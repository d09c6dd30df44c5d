//! Configuration parsing and management for Maskcast

use serde::{Deserialize, Serialize};
use std::path::{Path, PathBuf};

use crate::error::{ConfigError, MaskcastError};
use crate::frame::PixelFormat;
use crate::pipeline::ExecutionMode;

/// Main configuration structure
#[derive(Debug, Clone, Default, Serialize, Deserialize)]
#[serde(default)]
pub struct Config {
    pub source: SourceConfig,
    pub pipeline: PipelineConfig,
    pub inference: InferenceConfig,
    pub publisher: PublisherConfig,
    pub solver: SolverConfig,
}

impl Config {
    /// Load configuration from a TOML file
    pub fn from_file<P: AsRef<Path>>(path: P) -> Result<Self, MaskcastError> {
        let contents = std::fs::read_to_string(path.as_ref()).map_err(|e| {
            ConfigError::ReadFile(format!("{}: {}", path.as_ref().display(), e))
        })?;

        Self::from_str(&contents)
    }

    /// Parse configuration from a TOML string
    #[allow(clippy::should_implement_trait)]
    pub fn from_str(s: &str) -> Result<Self, MaskcastError> {
        toml::from_str(s).map_err(|e| ConfigError::Parse(e.to_string()).into())
    }

    /// Load configuration from default paths
    pub fn load() -> Result<Self, MaskcastError> {
        let paths = [
            PathBuf::from("maskcast.toml"),
            PathBuf::from("config/maskcast.toml"),
            dirs_path().join("config.toml"),
        ];

        for path in &paths {
            if path.exists() {
                tracing::info!("Loading config from: {}", path.display());
                return Self::from_file(path);
            }
        }

        tracing::info!("No config file found, using defaults");
        Ok(Self::default())
    }

    /// Validate the configuration
    pub fn validate(&self) -> Result<(), MaskcastError> {
        if self.source.width == 0 || self.source.height == 0 {
            return Err(invalid(
                "source.width/height",
                "Source dimensions must be greater than 0",
            ));
        }

        if self.source.fps <= 0.0 {
            return Err(invalid("source.fps", "Frame rate must be greater than 0"));
        }

        if self.pipeline.pool_capacity == 0 {
            return Err(invalid(
                "pipeline.pool_capacity",
                "Pool needs room for at least one frame",
            ));
        }

        if self.pipeline.tick_rate_hz <= 0.0 {
            return Err(invalid(
                "pipeline.tick_rate_hz",
                "Tick rate must be greater than 0",
            ));
        }

        if !(0.0..=1.0).contains(&self.inference.threshold) {
            return Err(invalid(
                "inference.threshold",
                "Threshold must be between 0.0 and 1.0",
            ));
        }

        if self.inference.softness < 0.0 {
            return Err(invalid(
                "inference.softness",
                "Softness must not be negative",
            ));
        }

        if self.publisher.channel_capacity == 0 {
            return Err(invalid(
                "publisher.channel_capacity",
                "Broadcast channel capacity must be greater than 0",
            ));
        }

        if self.solver.degenerate_epsilon <= 0.0 {
            return Err(invalid(
                "solver.degenerate_epsilon",
                "Epsilon must be greater than 0",
            ));
        }

        if self.source.gpu_copy && !self.inference.share_gpu_context {
            tracing::warn!(
                "source.gpu_copy is set but the engine does not share a GPU context; \
                 frames will use host readback"
            );
        }

        Ok(())
    }
}

fn invalid(field: &str, message: &str) -> MaskcastError {
    ConfigError::InvalidValue {
        field: field.to_string(),
        message: message.to_string(),
    }
    .into()
}

/// Image source configuration
#[derive(Debug, Clone, Serialize, Deserialize)]
#[serde(default)]
pub struct SourceConfig {
    /// Frame width in pixels
    pub width: u32,
    /// Frame height in pixels
    pub height: u32,
    /// Capture frame rate
    pub fps: f64,
    /// Pixel layout produced by the source
    pub format: PixelFormat,
    /// Whether the source can copy frames without a host round-trip
    pub gpu_copy: bool,
}

impl Default for SourceConfig {
    fn default() -> Self {
        Self {
            width: 640,
            height: 480,
            fps: 30.0,
            format: PixelFormat::Rgba32,
            gpu_copy: false,
        }
    }
}

/// Frame pipeline configuration
#[derive(Debug, Clone, Serialize, Deserialize)]
#[serde(default)]
pub struct PipelineConfig {
    /// Result delivery discipline
    pub mode: ExecutionMode,
    /// Number of frame buffers the pool may allocate
    pub pool_capacity: usize,
    /// Frame boundary rate used for pacing and backoff
    pub tick_rate_hz: f64,
    /// Pixel layout handed to the engine
    pub format: PixelFormat,
}

impl Default for PipelineConfig {
    fn default() -> Self {
        Self {
            mode: ExecutionMode::Asynchronous,
            pool_capacity: 10,
            tick_rate_hz: 60.0,
            format: PixelFormat::Rgba32,
        }
    }
}

/// Inference engine configuration
#[derive(Debug, Clone, Serialize, Deserialize)]
#[serde(default)]
pub struct InferenceConfig {
    /// Luminance threshold separating foreground from background (0.0 - 1.0)
    pub threshold: f32,
    /// Width of the soft edge around the threshold
    pub softness: f32,
    /// Simulated per-frame latency in milliseconds
    pub latency_ms: u64,
    /// Whether the engine can share the render GPU context
    pub share_gpu_context: bool,
}

impl Default for InferenceConfig {
    fn default() -> Self {
        Self {
            threshold: 0.5,
            softness: 0.1,
            latency_ms: 0,
            share_gpu_context: false,
        }
    }
}

/// Mask publisher configuration
#[derive(Debug, Clone, Serialize, Deserialize)]
#[serde(default)]
pub struct PublisherConfig {
    /// Broadcast channel capacity (lagging subscribers skip updates)
    pub channel_capacity: usize,
}

impl Default for PublisherConfig {
    fn default() -> Self {
        Self {
            channel_capacity: 4,
        }
    }
}

/// Joint solver configuration
#[derive(Debug, Clone, Serialize, Deserialize)]
#[serde(default)]
pub struct SolverConfig {
    /// Squared length below which a landmark vector counts as degenerate
    pub degenerate_epsilon: f32,
}

impl Default for SolverConfig {
    fn default() -> Self {
        Self {
            degenerate_epsilon: 1e-10,
        }
    }
}

/// Get the platform-specific config directory
fn dirs_path() -> PathBuf {
    #[cfg(target_os = "linux")]
    {
        if let Some(config_dir) = std::env::var_os("XDG_CONFIG_HOME") {
            return PathBuf::from(config_dir).join("maskcast");
        }
        if let Some(home) = std::env::var_os("HOME") {
            return PathBuf::from(home).join(".config/maskcast");
        }
    }

    #[cfg(target_os = "macos")]
    {
        if let Some(home) = std::env::var_os("HOME") {
            return PathBuf::from(home).join("Library/Application Support/maskcast");
        }
    }

    #[cfg(target_os = "windows")]
    {
        if let Some(appdata) = std::env::var_os("APPDATA") {
            return PathBuf::from(appdata).join("maskcast");
        }
    }

    PathBuf::from(".")
}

__PROBLEM TO WORK ON__.
Write the listing out once more, keeping each word as it is.

__SOLUTION__.
repository d09c6dd30df44c5d
//! Configuration parsing and management for Maskcast

use serde::{Deserialize, Serialize};
use std::path::{Path, PathBuf};

use crate::error::{ConfigError, MaskcastError};
use crate::frame::PixelFormat;
use crate::pipeline::ExecutionMode;

/// Main configuration structure
#[derive(Debug, Clone, Default, Serialize, Deserialize)]
#[serde(default)]
pub struct Config {
    pub source: SourceConfig,
    pub pipeline: PipelineConfig,
    pub inference: InferenceConfig,
    pub publisher: PublisherConfig,
    pub solver: SolverConfig,
}

impl Config {
    /// Load configuration from a TOML file
    pub fn from_file<P: AsRef<Path>>(path: P) -> Result<Self, MaskcastError> {
        let contents = std::fs::read_to_string(path.as_ref()).map_err(|e| {
            ConfigError::ReadFile(format!("{}: {}", path.as_ref().display(), e))
        })?;

        Self::from_str(&contents)
    }

    /// Parse configuration from a TOML string
    #[allow(clippy::should_implement_trait)]
    pub fn from_str(s: &str) -> Result<Self, MaskcastError> {
        toml::from_str(s).map_err(|e| ConfigError::Parse(e.to_string()).into())
    }

    /// Load configuration from default paths
    pub fn load() -> Result<Self, MaskcastError> {
        let paths = [
            PathBuf::from("maskcast.toml"),
            PathBuf::from("config/maskcast.toml"),
            dirs_path().join("config.toml"),
        ];

        for path in &paths {
            if path.exists() {
                tracing::info!("Loading config from: {}", path.display());
                return Self::from_file(path);
            }
        }

        tracing::info!("No config file found, using defaults");
        Ok(Self::default())
    }

    /// Validate the configuration
    pub fn validate(&self) -> Result<(), MaskcastError> {
        if self.source.width == 0 || self.source.height == 0 {
            return Err(invalid(
                "source.width/height",
                "Source dimensions must be greater than 0",
            ));
        }

        if self.source.fps <= 0.0 {
            return Err(invalid("source.fps", "Frame rate must be greater than 0"));
        }

        if self.pipeline.pool_capacity == 0 {
            return Err(invalid(
                "pipeline.pool_capacity",
                "Pool needs room for at least one frame",
            ));
        }

        if self.pipeline.tick_rate_hz <= 0.0 {
            return Err(invalid(
                "pipeline.tick_rate_hz",
                "Tick rate must be greater than 0",
            ));
        }

        if !(0.0..=1.0).contains(&self.inference.threshold) {
            return Err(invalid(
                "inference.threshold",
                "Threshold must be between 0.0 and 1.0",
            ));
        }

        if self.inference.softness < 0.0 {
            return Err(invalid(
                "inference.softness",
                "Softness must not be negative",
            ));
        }

        if self.publisher.channel_capacity == 0 {
            return Err(invalid(
                "publisher.channel_capacity",
                "Broadcast channel capacity must be greater than 0",
            ));
        }

        if self.solver.degenerate_epsilon <= 0.0 {
            return Err(invalid(
                "solver.degenerate_epsilon",
                "Epsilon must be greater than 0",
            ));
        }

        if self.source.gpu_copy && !self.inference.share_gpu_context {
            tracing::warn!(
                "source.gpu_copy is set but the engine does not share a GPU context; \
                 frames will use host readback"
            );
        }

        Ok(())
    }
}

fn invalid(field: &str, message: &str) -> MaskcastError {
    ConfigError::InvalidValue {
        field: field.to_string(),
        message: message.to_string(),
    }
    .into()
}

/// Image source configuration
#[derive(Debug, Clone, Serialize, Deserialize)]
#[serde(default)]
pub struct SourceConfig {
    /// Frame width in pixels
    pub width: u32,
    /// Frame height in pixels
    pub height: u32,
    /// Capture frame rate
    pub fps: f64,
    /// Pixel layout produced by the source
    pub format: PixelFormat,
    /// Whether the source can copy frames without a host round-trip
    pub gpu_copy: bool,
}

impl Default for SourceConfig {
    fn default() -> Self {
        Self {
            width: 640,
            height: 480,
            fps: 30.0,
            format: PixelFormat::Rgba32,
            gpu_copy: false,
        }
    }
}

/// Frame pipeline configuration
#[derive(Debug, Clone, Serialize, Deserialize)]
#[serde(default)]
pub struct PipelineConfig {
    /// Result delivery discipline
    pub mode: ExecutionMode,
    /// Number of frame buffers the pool may allocate
    pub pool_capacity: usize,
    /// Frame boundary rate used for pacing and backoff
    pub tick_rate_hz: f64,
    /// Pixel layout handed to the engine
    pub format: PixelFormat,
}

impl Default for PipelineConfig {
    fn default() -> Self {
        Self {
            mode: ExecutionMode::Asynchronous,
            pool_capacity: 10,
            tick_rate_hz: 60.0,
            format: PixelFormat::Rgba32,
        }
    }
}

/// Inference engine configuration
#[derive(Debug, Clone, Serialize, Deserialize)]
#[serde(default)]
pub struct InferenceConfig {
    /// Luminance threshold separating foreground from background (0.0 - 1.0)
    pub threshold: f32,
    /// Width of the soft edge around the threshold
    pub softness: f32,
    /// Simulated per-frame latency in milliseconds
    pub latency_ms: u64,
    /// Whether the engine can share the render GPU context
    pub share_gpu_context: bool,
}

impl Default for InferenceConfig {
    fn default() -> Self {
        Self {
            threshold: 0.5,
            softness: 0.1,
            latency_ms: 0,
            share_gpu_context: false,
        }
    }
}

/// Mask publisher configuration
#[derive(Debug, Clone, Serialize, Deserialize)]
#[serde(default)]
pub struct PublisherConfig {
    /// Broadcast channel capacity (lagging subscribers skip updates)
    pub channel_capacity: usize,
}

impl Default for PublisherConfig {
    fn default() -> Self {
        Self {
            channel_capacity: 4,
        }
    }
}

/// Joint solver configuration
#[derive(Debug, Clone, Serialize, Deserialize)]
#[serde(default)]
pub struct SolverConfig {
    /// Squared length below which a landmark vector counts as degenerate
    pub degenerate_epsilon: f32,
}

impl Default for SolverConfig {
    fn default() -> Self {
        Self {
            degenerate_epsilon: 1e-10,
        }
    }
}

/// Get the platform-specific config directory
fn dirs_path() -> PathBuf {
    #[cfg(target_os = "linux")]
    {
        if let Some(config_dir) = std::env::var_os("XDG_CONFIG_HOME") {
            return PathBuf::from(config_dir).join("maskcast");
        }
        if let Some(home) = std::env::var_os("HOME") {
            return PathBuf::from(home).join(".config/maskcast");
        }
    }

    #[cfg(target_os = "macos")]
    {
        if let Some(home) = std::env::var_os("HOME") {
            return PathBuf::from(home).join("Library/Application Support/maskcast");
        }
    }

    #[cfg(target_os = "windows")]
    {
        if let Some(appdata) = std::env::var_os("APPDATA") {
            return PathBuf::from(appdata).join("maskcast");
        }
    }

    PathBuf::from(".")
}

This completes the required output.